Assigned task: Would you filter the listing below so that only lines with the word "dispatcher" remain?

── Entries shown

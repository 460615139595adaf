//! Errors the worker-pool backend can hand back to a dispatcher.

use pcore_errors::{ErrorCode, ErrorEnvelope};

#[derive(Debug, thiserror::Error)]
pub enum PoolError {
    #[error("worker pool is draining and cannot admit new executions")]
    NotAvailable,

    #[error("execution did not complete within its deadline")]
    Timeout,

    #[error("worker exited before returning a result")]
    WorkerCrashed,

    #[error("failed to spawn worker process: {0}")]
    SpawnFailed(String),

    #[error("{message}")]
    Handler { code: ErrorCode, message: String },
}

impl PoolError {
    /// Turn this into the structured envelope a dispatcher hands back
    /// to its caller. Worker-reported handler errors already carry
    /// their own code; everything else maps to a code that describes
    /// the pool's own failure to deliver a result.
    pub fn into_envelope(self) -> ErrorEnvelope {
        match self {
            PoolError::NotAvailable => {
                ErrorEnvelope::builder(ErrorCode::NotAvailable, "worker pool has no capacity").build()
            }
            PoolError::Timeout => {
                ErrorEnvelope::builder(ErrorCode::Timeout, "execution deadline exceeded").build()
            }
            PoolError::WorkerCrashed => {
                ErrorEnvelope::builder(ErrorCode::WorkerCrashed, "worker exited unexpectedly").build()
            }
            PoolError::SpawnFailed(reason) => {
                ErrorEnvelope::builder(ErrorCode::Internal, format!("could not start worker: {reason}")).build()
            }
            PoolError::Handler { code, message } => ErrorEnvelope::builder(code, message).build(),
        }
    }
}

/// Parse the wire `code` string a worker reports back into our own
/// taxonomy, falling back to `Internal` for anything unrecognised
/// (e.g. a worker built against a newer error taxonomy than this pool
/// knows about).
pub fn parse_error_code(code: &str) -> ErrorCode {
    match code {
        "PermissionDenied" => ErrorCode::PermissionDenied,
        "CapabilityMissing" => ErrorCode::CapabilityMissing,
        "PathTraversal" => ErrorCode::PathTraversal,
        "InvalidUri" => ErrorCode::InvalidUri,
        "Conflict" => ErrorCode::Conflict,
        "NotFound" => ErrorCode::NotFound,
        "HandlerNotFound" => ErrorCode::HandlerNotFound,
        "SchemaValidationFailed" => ErrorCode::SchemaValidationFailed,
        "Timeout" => ErrorCode::Timeout,
        "Cancelled" => ErrorCode::Cancelled,
        "QuotaExceeded" => ErrorCode::QuotaExceeded,
        "PayloadTooLarge" => ErrorCode::PayloadTooLarge,
        "ListenerLimit" => ErrorCode::ListenerLimit,
        "RateLimited" => ErrorCode::RateLimited,
        "DuplicateDropped" => ErrorCode::DuplicateDropped,
        "WorkerCrashed" => ErrorCode::WorkerCrashed,
        "NotImplemented" => ErrorCode::NotImplemented,
        "ArtifactReadDenied" => ErrorCode::ArtifactReadDenied,
        "ArtifactWriteDenied" => ErrorCode::ArtifactWriteDenied,
        "NotAvailable" => ErrorCode::NotAvailable,
        "UnknownMode" => ErrorCode::UnknownMode,
        _ => ErrorCode::Internal,
    }
}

────

Your solution:
//! Errors the worker-pool backend can hand back to a dispatcher.
    /// Turn this into the structured envelope a dispatcher hands back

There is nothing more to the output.